§ YOUR GOAL: The line containing "pub mod scope;" marks the end: restate word for word every line from the first line of the entries below through that one.

§ Saved entries:
----------
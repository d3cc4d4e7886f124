//! The knowledge scoping engine — the heart of kbscope.
//!
//! Every request goes through the same pipeline:
//!
//! 1. **Normalize** the raw conversation history and keep the most recent turns
//! 2. **Load** the full corpus from the [`KnowledgeStore`] (cached after the first call)
//! 3. **Filter** rows whose facets appear in the query (full corpus if none do)
//! 4. **Rank** by content-type and depth preference, stable on ties
//! 5. **Truncate** to the configured row budget
//! 6. **Render** the rows into a fixed-field text block
//!
//! The rendered block and the bounded history are handed to the generation
//! step, which lives outside this crate.
//!
//! [`KnowledgeStore`]: kbscope_knowledge::KnowledgeStore

pub mod history;
pub mod pipeline;
pub mod scope;

pub use history::{normalize, normalize_bounded, truncate};
pub use pipeline::{GroundedPrompt, GroundingOutput, ScopeRequest, ScopedContext, ScopingEngine};
pub use scope::{filter, serialize, FilterOutcome, PriorityRanker, NO_MATCHES};
//! `kbscope config` — Configuration management commands.

use kbscope_config::AppConfig;

pub async fn validate() -> Result<(), Box<dyn std::error::Error>> {
    println!("🔍 Validating configuration...");

    match AppConfig::load() {
        Ok(config) => {
            println!("   ✅ Config parsed successfully");

            let mut warnings = Vec::new();

            if config.knowledge.source == "none" {
                warnings.push("knowledge.source = \"none\": every request gets an empty context");
            }

            if config.scoping.preferred_types.is_empty() {
                warnings.push("scoping.preferred_types is empty: content type never affects ranking");
            }

            if warnings.is_empty() {
                println!("   ✅ All checks passed");
            } else {
                println!();
                for w in &warnings {
                    println!("   ⚠️  {w}");
                }
            }

            let path = config
                .knowledge
                .resolved_path()
                .map(|p| p.display().to_string())
                .unwrap_or_else(|| "(none)".into());

            println!();
            println!("   Source:    {}", config.knowledge.source);
            println!("   Path:      {path}");
            println!("   Max rows:  {}", config.scoping.max_rows);
            println!("   History:   {} messages", config.scoping.history_limit);
            println!("   Preferred: {}", config.scoping.preferred_types.join(", "));
        }
        Err(e) => {
            println!("   ❌ Config error: {e}");
            return Err(e.into());
        }
    }

    Ok(())
}

pub async fn show() -> Result<(), Box<dyn std::error::Error>> {
    let config = AppConfig::load().map_err(|e| format!("Failed to load config: {e}"))?;
    let toml_str = toml::to_string_pretty(&config)?;
    println!("{toml_str}");
    Ok(())
}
----------
§ SOLUTION:
repository d3cc4d4e7886f124
//! The knowledge scoping engine — the heart of kbscope.
//!
//! Every request goes through the same pipeline:
//!
//! 1. **Normalize** the raw conversation history and keep the most recent turns
//! 2. **Load** the full corpus from the [`KnowledgeStore`] (cached after the first call)
//! 3. **Filter** rows whose facets appear in the query (full corpus if none do)
//! 4. **Rank** by content-type and depth preference, stable on ties
//! 5. **Truncate** to the configured row budget
//! 6. **Render** the rows into a fixed-field text block
//!
//! The rendered block and the bounded history are handed to the generation
//! step, which lives outside this crate.
//!
//! [`KnowledgeStore`]: kbscope_knowledge::KnowledgeStore

pub mod history;
pub mod pipeline;
pub mod scope;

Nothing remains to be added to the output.